# Old (1966 old) Canon FT QL camera found!



## BenF (Jan 24, 2013)

Hi folks.

While recently cleaning up an apartment where I live, I found a Canon FT QL camera lying around in one of the draws. The guy who owned the place died of old age unfortunately, so the family member who owns it now has just said to get rid of everything, but seems to be a bit of a waste to throw this old camera away.

I don't know a thing about cameras, well, non-digital cameras anyway, so if there's anyone out there who knows about 1966 cameras, hopefully you can give me some tips on what to do with it, instead of it going to waste. 
Might not be very valuable, but to some collector it might be (again, I don't know anything).

The details I could mash up are a bit sketchy for me to understand, so I hope it does to you.

Type: 35mm single-lens reflex camera.
Standard lens: FL 50mm F 1.8, FL 50mm F 1.4 II, FL 58mm F 1.2.
Extra zoom lens: FL 55-135mm F 3.5.
Plus the giant flash it comes with.

Don't know if it works though, which is probably a good idea to find out when I can, if I can. If you need more info I can give it to you, assuming anybody knows what the hell I'm on about.

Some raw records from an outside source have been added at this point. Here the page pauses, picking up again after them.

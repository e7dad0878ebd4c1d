// ABOUTME: Activation entry point tying the host services, indicator watcher and commands together
// ABOUTME: One StatusMark instance lives for as long as the host keeps the workspace open

use statusmark_events::CommandId;
use statusmark_logging::{error, info};
use statusmark_types::BadgeConfig;
use tokio::task::JoinHandle;

use crate::badge::BadgeRenderer;
use crate::capabilities::HostServices;
use crate::error::Result;
use crate::watcher::IndicatorWatcher;
use crate::workflow;

/// An activated StatusMark instance
pub struct StatusMark {
    host: HostServices,
    renderer: BadgeRenderer,
    watcher: JoinHandle<()>,
}

impl StatusMark {
    /// Render the indicator from persisted settings and start watching for changes.
    ///
    /// Must be called from within a tokio runtime.
    pub async fn activate(host: HostServices) -> Result<Self> {
        let renderer = BadgeRenderer::new(host.indicator.clone());
        let watcher = IndicatorWatcher::new(host.settings.clone(), renderer.clone()).spawn();

        let config = workflow::refresh_indicator(host.settings.as_ref(), &renderer).await?;
        info!(text = %config.display_text(), "StatusMark activated");

        Ok(Self {
            host,
            renderer,
            watcher,
        })
    }

    /// Run a command to completion. Store failures are logged and returned.
    pub async fn execute(&self, command: CommandId) -> Result<()> {
        info!(command = %command, "Executing command");
        let result = match command {
            CommandId::Configure => workflow::configure_badge(&self.host).await.map(drop),
            CommandId::ConfigureStatusBarColor => {
                workflow::configure_status_bar_color(&self.host).await.map(drop)
            }
            CommandId::Reset => workflow::reset(&self.host).await.map(drop),
        };

        if let Err(e) = &result {
            error!(command = %command, error = %e, "Command failed");
        }
        result
    }

    /// Re-render the indicator from persisted settings
    pub async fn refresh_indicator(&self) -> Result<BadgeConfig> {
        workflow::refresh_indicator(self.host.settings.as_ref(), &self.renderer).await
    }
}

impl Drop for StatusMark {
    // Stops the watcher; the indicator keeps its last state
    fn drop(&mut self) {
        self.watcher.abort();
    }
}
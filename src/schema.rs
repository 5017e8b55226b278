//! Fixed layout of the inventory export and of the destination sheet.

/// Sheet that receives the filtered rows.
pub const SHEET_NAME: &str = "Bestandsabgleichfiltered";

/// Sheet holding the "Last Run" cell.
pub const TIMESTAMP_SHEET: &str = "test";

/// Rows per CSV chunk.
pub const CHUNK_ROWS: usize = 200_000;

/// Rows per append call.
pub const BATCH_ROWS: usize = 2_000;

/// Width of a published row (columns A..V).
pub const OUTPUT_WIDTH: usize = 22;

/// 0-based index of Excel column AC, dropped when the export carries it.
pub const EXTRANEOUS_COLUMN: usize = 28;

/// Full header list of the export. Only the first [`OUTPUT_WIDTH`] are written.
pub const HEADERS: [&str; 28] = [
    "MainLhm",
    "MainLhmdef",
    "Lager",
    "RegalStpl",
    "Ziel",
    "DistChannel",
    "SubLhm",
    "SubLhmdef",
    "Category",
    "Sortierziel ID",
    "SortKriterium",
    "sapcommoditygroupid",
    "Consumables",
    "Referenznummer",
    "Artikelnummer",
    "SKU",
    "BRANDCODE",
    "Qualität",
    "Source",
    "Anzahl",
    "Status",
    "Einlagerung",
    "Gewicht mainLhm",
    "Gewicht sublhm",
    "OVAPTypInfo",
    "Gemeldet",
    "SORTINGCRITERIAIDLHM",
    "SAPCOMMODITYGROUPIDLHM",
];

/// Columns G, J, O and T hold counts and are written as integers.
pub const NUMERIC_COLUMNS: [usize; 4] = [6, 9, 14, 19];

/// Header names the filter reads from the raw export.
pub const WAREHOUSE_COLUMN: &str = "lager";
pub const CATEGORY_COLUMN: &str = "category";
pub const SORT_CRITERION_COLUMN: &str = "sortkriterium";

/// Warehouses whose stock is published.
pub const KEEP_WAREHOUSES: [&str; 2] = ["BGL", "SZROV"];

/// Sort criteria that count as beauty stock even when the category says otherwise.
pub const KEEP_SORT_CRITERIA: [&str; 13] = [
    "DamenAccessoiresBeautyNOS",
    "DamenAccessoiresBeautyFS",
    "DamenBeautySetsNOS",
    "DamenBeautyDekorative KosmetikNOS",
    "DamenAccessoiresBeautyHW",
    "DamenBeautyPflegeNOS",
    "StandardWomenBeautyMake-UpMake-UpNOS",
    "StandardMenBeautySkin & Hair CareSkin & Hair CareNOS",
    "StandardMenBeautyAccessoiresAccessoiresNOS",
    "StandardWomenBeautyAccessoiresAccessoiresNOS",
    "StandardWomenBeautySkin & Hair CareSkin & Hair CareNOS",
    "BeautyBeautyBeauty MixNOS",
    "BeautyBeautyBeauty Mix SpecialNOS",
];

/// Header row written to `A1:V1`.
pub fn output_headers() -> &'static [&'static str] {
    &HEADERS[..OUTPUT_WIDTH]
}

pub fn is_numeric_column(idx: usize) -> bool {
    NUMERIC_COLUMNS.contains(&idx)
}
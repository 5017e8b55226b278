use anyhow::{Context, Result};
use tracing::info;

use crate::process::convert::Row;
use crate::sheets::SheetSink;

/// Accumulates converted rows and appends them to the destination sheet
/// once `threshold` rows are buffered.
pub struct BatchBuffer {
    sheet: String,
    threshold: usize,
    rows: Vec<Row>,
    batches: usize,
    uploaded: u64,
}

impl BatchBuffer {
    pub fn new(sheet: impl Into<String>, threshold: usize) -> Self {
        Self {
            sheet: sheet.into(),
            threshold,
            rows: Vec::new(),
            batches: 0,
            uploaded: 0,
        }
    }

    pub fn extend(&mut self, rows: impl IntoIterator<Item = Row>) {
        self.rows.extend(rows);
    }

    pub fn is_empty(&self) -> bool {
        self.rows.is_empty()
    }

    pub fn is_full(&self) -> bool {
        self.rows.len() >= self.threshold
    }

    /// Flush if the threshold has been reached.
    pub async fn flush_if_full<S: SheetSink + ?Sized>(&mut self, sink: &S) -> Result<bool> {
        if !self.is_full() {
            return Ok(false);
        }
        info!(rows = self.rows.len(), "uploading batch");
        self.flush(sink).await?;
        Ok(true)
    }

    /// Flush whatever is left.
    pub async fn finish<S: SheetSink + ?Sized>(&mut self, sink: &S) -> Result<()> {
        if self.rows.is_empty() {
            return Ok(());
        }
        info!(rows = self.rows.len(), "uploading final batch");
        self.flush(sink).await
    }

    async fn flush<S: SheetSink + ?Sized>(&mut self, sink: &S) -> Result<()> {
        let n = self.rows.len();
        sink.append_rows(&self.sheet, &self.rows)
            .await
            .with_context(|| format!("appending {} rows to {}", n, self.sheet))?;
        self.uploaded += n as u64;
        self.batches += 1;
        self.rows.clear();
        Ok(())
    }

    pub fn batches(&self) -> usize {
        self.batches
    }

    pub fn uploaded(&self) -> u64 {
        self.uploaded
    }
}

#[cfg(test)]
mod tests {
    use super::*;
    use crate::process::convert::Cell;
    use crate::sheets::memory::MemorySheets;

    fn rows(n: usize) -> Vec<Row> {
        (0..n).map(|i| vec![Cell::Int(i as i64)]).collect()
    }

    #[tokio::test]
    async fn flushes_only_at_threshold() -> Result<()> {
        let sink = MemorySheets::new();
        let mut buf = BatchBuffer::new("data", 3);

        buf.extend(rows(2));
        assert!(!buf.flush_if_full(&sink).await?);
        assert_eq!(sink.append_sizes("data"), Vec::<usize>::new());

        buf.extend(rows(2));
        assert!(buf.flush_if_full(&sink).await?);
        assert!(buf.is_empty());
        assert_eq!(sink.append_sizes("data"), vec![4]);
        Ok(())
    }

    #[tokio::test]
    async fn flushes_when_length_equals_threshold() -> Result<()> {
        let sink = MemorySheets::new();
        let mut buf = BatchBuffer::new("data", 2);

        buf.extend(rows(1));
        assert!(!buf.flush_if_full(&sink).await?);
        buf.extend(rows(1));
        assert!(buf.flush_if_full(&sink).await?);
        buf.extend(rows(2));
        assert!(buf.flush_if_full(&sink).await?);
        buf.finish(&sink).await?;

        assert_eq!(sink.append_sizes("data"), vec![2, 2]);
        assert_eq!(buf.uploaded(), 4);
        Ok(())
    }

    #[tokio::test]
    async fn finish_flushes_remainder_once() -> Result<()> {
        let sink = MemorySheets::new();
        let mut buf = BatchBuffer::new("data", 10);
        buf.extend(rows(4));
        buf.finish(&sink).await?;
        buf.finish(&sink).await?;

        assert_eq!(sink.append_sizes("data"), vec![4]);
        assert_eq!(buf.uploaded(), 4);
        assert_eq!(buf.batches(), 1);
        Ok(())
    }

    #[tokio::test]
    async fn failed_append_keeps_rows_unuploaded() {
        let sink = MemorySheets::new();
        sink.fail_appends("quota exceeded");
        let mut buf = BatchBuffer::new("data", 1);
        buf.extend(rows(1));

        let err = buf.flush_if_full(&sink).await.unwrap_err();
        assert!(format!("{:#}", err).contains("quota exceeded"));
        assert_eq!(buf.uploaded(), 0);
    }
}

Anyway, thanks in advance.


----------



## sinclair_tm (Mar 11, 2005)

As you can tell from a Google and eBay search, it's not exactly a collectors item. Doesn't matter if it works, as most people that would buy one will just stick it on a shelf. What lenses, if any, are with the camera? If you look at the front of the lens it'll say around the front glass element. I have a Canon AE-1 with is about 10 years newer, and the lenses will work on my camera.


----------



## BenF (Jan 24, 2013)

One of the smaller lenses, which I assume is the standard one it came with, is a: *FL 50mm 1:1.8*. There's more writing on the outside of the lens saying: *Skylight x1 48mm.*
Apart from the 'Made in Japan' bits and the part number, that's all I could find on it.

The other one that has it's own case is: *1:2.8 f = 135mm 55mm BBAR MULTI C*

Hope that answers your question.


----------



## sinclair_tm (Mar 11, 2005)

The skylight I'm guessing is a filter on the lens. It should screw off.
So just the two lenses, that second one is not bad for a zoom being on the faster side. You could probably get $50 on ebay for all of it together. If you were closer, a lot closer, I'd take them off of your hands, but I think selling on ebay is their best bet for finding a new home where they'll get used and taken care of. Start them at $0.99 and let them be.


----------



## BenF (Jan 24, 2013)

I guess it's the best idea. Anyway, thanks for the advice.


----------



## WereBo (Apr 5, 2008)

Depending on your taste in decor, they can make a really neat looking ornament on a shelf or cabinet, until the market swings up again.... :wink:


----------



## Basementgeek (Feb 7, 2005)

There are some people that still use film. Film and processing are hard to find anymore, but far from impossible if you using 35mm.

I have 5 35mm SLR cameras and they still work, last time I looked at them. Still have the 35mm SLR I bought new in about 1964.

They don't make a very interesting display camera, there a lot more interesting cameras than a 35mm ones. I have about 30 old ones (early 1910 up). The only thing they collect is dust on the shelf. 

BG


----------